The Executive’s continued employment shall not constitute consent to, or a waiver of rights with
respect to, any act or failure to act constituting Good Reason hereunder. In connection with any
dispute regarding the existence of Good Reason, any claim by the Executive that Good Reason exists
shall be presumed to be correct unless the Company establishes by clear and convincing evidence
that Good Reason does not exist.
(d) Death. The employment of the Executive shall automatically terminate upon the
Executive’s death. Upon such Termination of Employment as a result of death, the Company shall pay
or provide to the Executive’s estate or beneficiaries (i) the Accrued Benefits, (ii) the Pro Rata
Bonus, (iii) the Severance Amount reduced (but not below zero) by any death benefits to which the
Executive’s estate or beneficiaries are entitled pursuant to plans or arrangements of the Company
(the “Modified Severance Amount”), and (iv) the Welfare Benefit Continuation Payments.
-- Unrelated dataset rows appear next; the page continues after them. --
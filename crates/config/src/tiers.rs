//! Tier limits: hardcoded defaults overlaid by remote `tier_settings.json`.

use std::{
    collections::HashMap,
    sync::{Arc, RwLock},
};

use serde::{Deserialize, Serialize};

/// Quota/priority bundle bound to a tenant's tier.
#[derive(Debug, Clone, Copy, PartialEq, Eq, Serialize, Deserialize)]
pub struct TierLimits {
    pub monthly_extractions: u64,
    pub max_pages_per_crawl: u32,
    /// 0 = unlimited.
    pub max_concurrent_jobs: u32,
    pub job_priority: i64,
    pub requests_per_minute: u32,
}

/// Partial override from `tier_settings.json`; unset fields keep defaults.
#[derive(Debug, Clone, Default, Deserialize)]
#[serde(default)]
pub struct TierOverride {
    pub monthly_extractions: Option<u64>,
    pub max_pages_per_crawl: Option<u32>,
    pub max_concurrent_jobs: Option<u32>,
    pub job_priority: Option<i64>,
    pub requests_per_minute: Option<u32>,
}

impl TierLimits {
    fn overlaid(mut self, over: &TierOverride) -> Self {
        if let Some(v) = over.monthly_extractions {
            self.monthly_extractions = v;
        }
        if let Some(v) = over.max_pages_per_crawl {
            self.max_pages_per_crawl = v;
        }
        if let Some(v) = over.max_concurrent_jobs {
            self.max_concurrent_jobs = v;
        }
        if let Some(v) = over.job_priority {
            self.job_priority = v;
        }
        if let Some(v) = over.requests_per_minute {
            self.requests_per_minute = v;
        }
        self
    }
}

/// Built-in tiers. Priorities drive `ClaimPending` ordering.
fn builtin_tiers() -> HashMap<String, TierLimits> {
    HashMap::from([
        ("free".to_string(), TierLimits {
            monthly_extractions: 500,
            max_pages_per_crawl: 10,
            max_concurrent_jobs: 2,
            job_priority: 2,
            requests_per_minute: 10,
        }),
        ("standard".to_string(), TierLimits {
            monthly_extractions: 5_000,
            max_pages_per_crawl: 100,
            max_concurrent_jobs: 5,
            job_priority: 10,
            requests_per_minute: 60,
        }),
        ("pro".to_string(), TierLimits {
            monthly_extractions: 50_000,
            max_pages_per_crawl: 1_000,
            max_concurrent_jobs: 20,
            job_priority: 50,
            requests_per_minute: 300,
        }),
        ("selfhosted".to_string(), TierLimits {
            monthly_extractions: 0,
            max_pages_per_crawl: 0,
            max_concurrent_jobs: 0,
            job_priority: 100,
            requests_per_minute: 0,
        }),
    ])
}

/// Effective tier table.
///
/// Readers take the lock only long enough to clone the `Arc`; the refresh
/// loop is the sole writer and swaps the whole map atomically.
pub struct TierTable {
    inner: RwLock<Arc<HashMap<String, TierLimits>>>,
}

impl Default for TierTable {
    fn default() -> Self {
        Self::new()
    }
}

impl TierTable {
    #[must_use]
    pub fn new() -> Self {
        Self {
            inner: RwLock::new(Arc::new(builtin_tiers())),
        }
    }

    /// Limits for a tier; unknown tiers get `free` limits.
    #[must_use]
    pub fn get(&self, tier: &str) -> TierLimits {
        let map = self.snapshot();
        map.get(tier)
            .or_else(|| map.get("free"))
            .copied()
            .unwrap_or(TierLimits {
                monthly_extractions: 0,
                max_pages_per_crawl: 10,
                max_concurrent_jobs: 1,
                job_priority: 0,
                requests_per_minute: 10,
            })
    }

    #[must_use]
    pub fn snapshot(&self) -> Arc<HashMap<String, TierLimits>> {
        self.inner
            .read()
            .unwrap_or_else(std::sync::PoisonError::into_inner)
            .clone()
    }

    /// Rebuild the table as builtin defaults + overrides and swap it in.
    pub fn apply_overrides(&self, overrides: &HashMap<String, TierOverride>) {
        let mut map = builtin_tiers();
        for (tier, over) in overrides {
            let base = map.get(tier).copied().unwrap_or_else(|| {
                // A remote-only tier starts from free defaults.
                map["free"]
            });
            map.insert(tier.clone(), base.overlaid(over));
        }
        *self
            .inner
            .write()
            .unwrap_or_else(std::sync::PoisonError::into_inner) = Arc::new(map);
    }
}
Upon the
Executive’s Termination of Employment as a result of the Executive’s death, the Pro Rata Bonus and
the Modified Severance Amount shall be paid in a lump sum to the Executive’s estate or
beneficiaries within ten (10) days after the Executive’s Termination of Employment.
(e) Disability. The employment of the Executive shall automatically terminate upon
the Executive’s Disability. Upon such Termination of Employment as a result of Disability, the
Company shall pay or provide to the Executive (i) the Accrued Benefits, (ii) the Pro Rata Bonus,
(iii) the Severance Amount reduced (but not below zero) by any disability benefits to which the
Executive is entitled pursuant to plans or arrangements of the Company (the “Disability Severance
Amount”) and (iv) the Employee Benefit Continuation Payments. Upon the Executive’s Termination of
Employment as a result of Disability, the Pro Rata Bonus shall be paid in a lump sum to the
Executive within ten (10) days after the Executive’s Termination of Employment (or, if required by
Section 409A of the Code to avoid the imposition of additional taxes, on the date that is six (6)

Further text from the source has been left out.